Car le roi nu, ayant été formé dans les meilleures écoles métaphysiques du royaume, sait que chaque crise est source d’opportunités pour qui sait les saisir. Il se souvient des paroles du grand mystique Joseph Schumpeter, pour qui toute destruction est créatrice, donc allons-y gaiement. Ainsi que celles de Monseigneur le cardinal Adam Smith, dont la main invisible aimait tripoter, dit-on, l’érection de la croissance. Si vous n’êtes pas sensible à ces prophètes, le roi nu ne peut rien pour vous, vous êtes un loser, certainement rétif au progrès, sans doute populiste, probablement islamo-gauchiste, vraisemblablement complotiste, et in fine, potentiellement terroriste.
Du coup le roi nu convoque son miministre des nouvelles officiellement débunkées.
— Cher Gabriel, asseyez-vous. Vous prendrez bien une tasse de royal Ceylan ?
— Merci Sire, c’est bien aimable à vous. Que puis-je faire pour votre auguste Majesté ?

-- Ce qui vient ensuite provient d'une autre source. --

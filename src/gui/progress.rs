// src/gui/progress.rs
use std::sync::{Arc, Mutex};

use eframe::egui;

use crate::bulletin::BulletinKey;
use crate::fetch::FetchOutcome;
use crate::progress::Progress;

/// Writes into the window's status line from the pipeline thread.
pub struct GuiProgress {
    status: Arc<Mutex<String>>,
    ctx: egui::Context,
    done: usize,
    total: usize,
}

impl GuiProgress {
    pub fn new(status: Arc<Mutex<String>>, ctx: egui::Context) -> Self {
        Self { status, ctx, done: 0, total: 0 }
    }

    fn set_status(&self, msg: impl Into<String>) {
        if let Ok(mut s) = self.status.lock() {
            *s = msg.into();
        }
        self.ctx.request_repaint();
    }
}

impl Progress for GuiProgress {
    fn begin(&mut self, total: usize) {
        self.total = total;
        self.done = 0;
    }
    fn log(&mut self, msg: &str) {
        self.set_status(msg);
    }
    fn item_done(&mut self, key: &BulletinKey, outcome: &FetchOutcome) {
        self.done += 1;
        let what = match outcome {
            FetchOutcome::Saved(_) => "Saved",
            FetchOutcome::Unpublished => "Not published",
            FetchOutcome::Failed(_) => "Failed",
        };
        self.set_status(format!("{what}: {key} ({}/{})", self.done, self.total));
    }
    fn finish(&mut self) {
        if self.total == 0 {
            self.set_status("All bulletins cached");
        } else {
            self.set_status(format!("Fetch complete ({}/{})", self.done, self.total));
        }
    }
}
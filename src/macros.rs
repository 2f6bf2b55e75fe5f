// src/macros.rs

#[macro_export]
macro_rules! s {
    // String shorthand: s!() → empty, s!(x) → String::from(x)
    () => {
        ::std::string::String::new()
    };
    ($expr:expr) => {
        ::std::string::String::from($expr)
    };
}
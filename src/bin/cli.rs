// src/bin/cli.rs
use bulletin_plot::cli;
use color_eyre::eyre::eyre;

fn main() -> color_eyre::Result<()> {
    color_eyre::install()?;

    let opts = match cli::from_env().map_err(|e| eyre!("{e}\n\n{}", cli::USAGE))? {
        cli::Command::Run(opts) => opts,
        cli::Command::Help => {
            println!("{}", cli::USAGE);
            return Ok(());
        }
    };
    cli::init_logging(&opts);

    cli::run(&opts).map_err(|e| eyre!("{e}"))
}
// src/gui/components/mod.rs
pub mod chart;
pub mod series_table;
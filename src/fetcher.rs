use std::collections::BTreeMap;
use std::time::Duration;

use anyhow::Result;
use indicatif::{ProgressBar, ProgressStyle};
use serde::Deserialize;
use thiserror::Error;
use tracing::{info, warn};

use crate::config::MinerConfig;
use crate::parser::sections::{clean_text, isolate_section, ArticleSection};
use crate::store::{self, RawData};

#[derive(Debug, Error)]
pub enum FetchError {
    #[error("request failed: {0}")]
    Http(#[from] reqwest::Error),
    #[error("malformed response: {0}")]
    Malformed(String),
    #[error("no extract for page '{0}'")]
    NoExtract(String),
    #[error("no cuisine section found in '{0}'")]
    MissingSection(String),
}

#[derive(Debug, Deserialize)]
struct QueryResponse {
    query: Query,
}

#[derive(Debug, Deserialize)]
struct Query {
    pages: BTreeMap<String, Page>,
}

#[derive(Debug, Deserialize)]
struct Page {
    title: Option<String>,
    extract: Option<String>,
}

/// Fetch the configured article and return its cleaned cuisine section.
///
/// Any failure is logged and reported as `None`; the raw-data artifact is
/// written before returning on success.
pub async fn fetch(client: &reqwest::Client, config: &MinerConfig) -> Option<ArticleSection> {
    match fetch_section(client, config).await {
        Ok(section) => Some(section),
        Err(e) => {
            warn!("Fetch failed: {:#}", e);
            None
        }
    }
}

pub fn build_client(config: &MinerConfig) -> Result<reqwest::Client> {
    Ok(reqwest::Client::builder()
        .user_agent(config.user_agent.as_str())
        .build()?)
}

async fn fetch_section(client: &reqwest::Client, config: &MinerConfig) -> Result<ArticleSection> {
    let article = fetch_article(client, config).await?;

    let section = isolate_section(&article, &config.section_headings[..])
        .ok_or_else(|| FetchError::MissingSection(config.page_title.clone()))?;
    info!("Found content in section: {}", section.heading);

    let content = clean_text(&section.content);
    let path = store::save_raw(&config.raw_data_dir, &RawData::local_cuisine(content.as_str()))?;
    info!(
        "Extracted {} characters of cuisine content (raw data: {})",
        content.chars().count(),
        path.display()
    );

    Ok(ArticleSection {
        heading: section.heading,
        content,
    })
}

async fn fetch_article(
    client: &reqwest::Client,
    config: &MinerConfig,
) -> Result<String, FetchError> {
    let pb = ProgressBar::new_spinner();
    pb.set_style(ProgressStyle::default_spinner());
    pb.set_message(format!("Fetching '{}'...", config.page_title));
    pb.enable_steady_tick(Duration::from_millis(100));

    let result = request_extract(client, config).await;
    pb.finish_and_clear();

    let article = result?;
    info!("Fetched {} characters of content", article.chars().count());
    Ok(article)
}

async fn request_extract(
    client: &reqwest::Client,
    config: &MinerConfig,
) -> Result<String, FetchError> {
    let body = client
        .get(&config.api_url)
        .query(&[
            ("action", "query"),
            ("format", "json"),
            ("titles", config.page_title.as_str()),
            ("prop", "extracts"),
            ("explaintext", "1"),
            ("exsectionformat", "wiki"),
        ])
        .send()
        .await?
        .error_for_status()?
        .text()
        .await?;

    parse_extract(&body, &config.page_title)
}

/// Pull the article text out of a query-API JSON envelope.
pub fn parse_extract(body: &str, title: &str) -> Result<String, FetchError> {
    let response: QueryResponse =
        serde_json::from_str(body).map_err(|e| FetchError::Malformed(e.to_string()))?;

    let page = response
        .query
        .pages
        .into_values()
        .next()
        .ok_or_else(|| FetchError::Malformed("no pages in response".to_string()))?;

    page.extract
        .ok_or_else(|| FetchError::NoExtract(page.title.unwrap_or_else(|| title.to_string())))
}

// ── Tests ──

— Ma majesté souhaiterait profiter du troisième confinement pour redynamiser notre religion royale. Je trouve nos concisujets un peu faibles depuis quelques années, spirituellement parlant.

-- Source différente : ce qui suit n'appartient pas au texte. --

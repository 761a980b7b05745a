use std::sync::LazyLock;

use regex::Regex;
use thiserror::Error;
use tracing::debug;

use super::rules::{SegmentRules, NAME_SEPARATOR, SENTENCE_SEPARATOR};
use crate::store::DishRecord;

static CJK_RE: LazyLock<Regex> = LazyLock::new(|| Regex::new(r"[\u{4E00}-\u{9FA5}]+").unwrap());

/// Why a dish candidate produced no record.
#[derive(Debug, Error, PartialEq, Eq)]
pub enum Rejection {
    #[error("too short ({0} chars)")]
    TooShort(usize),
    #[error("empty name")]
    EmptyName,
    #[error("name {name:?} starts with {lead_in:?}")]
    LeadIn { name: String, lead_in: &'static str },
}

/// Segment cleaned section text into dish records.
///
/// A rejected candidate is logged and skipped; it never stops the batch.
pub fn segment(text: &str, rules: &SegmentRules) -> Vec<DishRecord> {
    let candidates = split_candidates(text, rules);
    debug!("{} dish candidates", candidates.len());

    let mut dishes = Vec::with_capacity(candidates.len());
    for candidate in &candidates {
        match parse_candidate(candidate, rules) {
            Ok(dish) => dishes.push(dish),
            Err(reason) => debug!("Skipping candidate {:?}: {}", truncate(candidate, 40), reason),
        }
    }
    dishes
}

/// Group ". "-separated fragments into per-dish spans.
///
/// A fragment opens a new dish if it carries a " — " name separator or begins
/// with a known dish name; anything else continues the current dish. Text seen
/// before the first dish opens keeps its leading ". ", so it parses with an
/// empty name and is rejected.
pub fn split_candidates(text: &str, rules: &SegmentRules) -> Vec<String> {
    let text = skip_preamble(text, rules).trim();
    let text = text.strip_suffix('.').unwrap_or(text);

    let mut candidates = Vec::new();
    let mut current = String::new();

    for fragment in text.split(SENTENCE_SEPARATOR) {
        let starts_dish =
            fragment.contains(NAME_SEPARATOR) || rules.starts_with_known_dish(fragment);

        if starts_dish {
            flush(&mut current, &mut candidates);
            current.push_str(fragment);
        } else {
            current.push_str(SENTENCE_SEPARATOR);
            current.push_str(fragment);
        }
    }
    flush(&mut current, &mut candidates);

    candidates
}

fn flush(current: &mut String, candidates: &mut Vec<String>) {
    let span = std::mem::take(current);
    let span = span.trim();
    if !span.trim_start_matches(['.', ' ']).is_empty() {
        candidates.push(span.to_string());
    }
}

/// Drop everything before the preamble marker. If the marker's own sentence
/// carries a " — " and names a known dish before it, the lead-in clause goes too.
fn skip_preamble<'a>(text: &'a str, rules: &SegmentRules) -> &'a str {
    let Some(start) = text.find(rules.preamble_marker) else {
        return text;
    };
    let text = &text[start..];

    let first_sentence = text.split(SENTENCE_SEPARATOR).next().unwrap_or(text);
    let Some((lead, _)) = first_sentence.split_once(NAME_SEPARATOR) else {
        return text;
    };
    match rules.first_known_dish(lead) {
        Some(offset) => &text[offset..],
        None => text,
    }
}

/// Parse one candidate span into a record.
pub fn parse_candidate(candidate: &str, rules: &SegmentRules) -> Result<DishRecord, Rejection> {
    let candidate = candidate.trim();
    let len = candidate.chars().count();
    if len < rules.min_candidate_chars {
        return Err(Rejection::TooShort(len));
    }

    let (name_part, description) = candidate
        .split_once(NAME_SEPARATOR)
        .or_else(|| candidate.split_once(SENTENCE_SEPARATOR))
        .unwrap_or((candidate, ""));

    let (main_name, alternate_name) = split_alternate(name_part, rules);
    let name = clean_name(main_name);

    if name.is_empty() {
        return Err(Rejection::EmptyName);
    }
    if let Some(lead_in) = rules.forbidden_lead_in(&name) {
        return Err(Rejection::LeadIn { name, lead_in });
    }

    Ok(DishRecord::local_cuisine(name, alternate_name, description.trim()))
}

/// Split "Name (payload)" into the main name and an alternate-script name.
fn split_alternate<'a>(name_part: &'a str, rules: &SegmentRules) -> (&'a str, String) {
    let (Some(open), Some(close)) = (name_part.find('('), name_part.find(')')) else {
        return (name_part.trim(), String::new());
    };

    let main = name_part[..open].trim();
    let mut payload = if close > open {
        name_part[open + 1..close].trim()
    } else {
        ""
    };
    if payload.contains("known as") {
        payload = payload.split("known as").nth(1).unwrap_or("").trim();
    }

    let cjk: String = CJK_RE.find_iter(payload).map(|m| m.as_str()).collect();
    let alternate = if cjk.is_empty() {
        rules
            .alternate_override(payload)
            .map(str::to_string)
            .unwrap_or_default()
    } else {
        cjk
    };
    (main, alternate)
}

fn clean_name(name: &str) -> String {
    let name = name.strip_prefix("also known as").unwrap_or(name).trim();
    name.trim_end_matches(',').trim().to_string()
}

fn truncate(s: &str, max: usize) -> String {
    if s.chars().count() <= max {
        s.to_string()
    } else {
        let truncated: String = s.chars().take(max).collect();
        format!("{}...", truncated)
    }
}

// ── Tests ──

— Excellente idée Majesté.
— Gabriel, conconseillez-moi. Que devrions-nous faire ?
— Majesté, le carburant de la spiritualité repose dans la souffrance morale. Le carburant de la souffrance morale repose dans la privation, la diminution ou la détérioration des rapports interpersonnels. Le carburant de la détérioration…
— Oui, bon, ça va ! Parfait, nous allons faire une expérience grandeur nature de redynamisation spirituelle de nos concisujets.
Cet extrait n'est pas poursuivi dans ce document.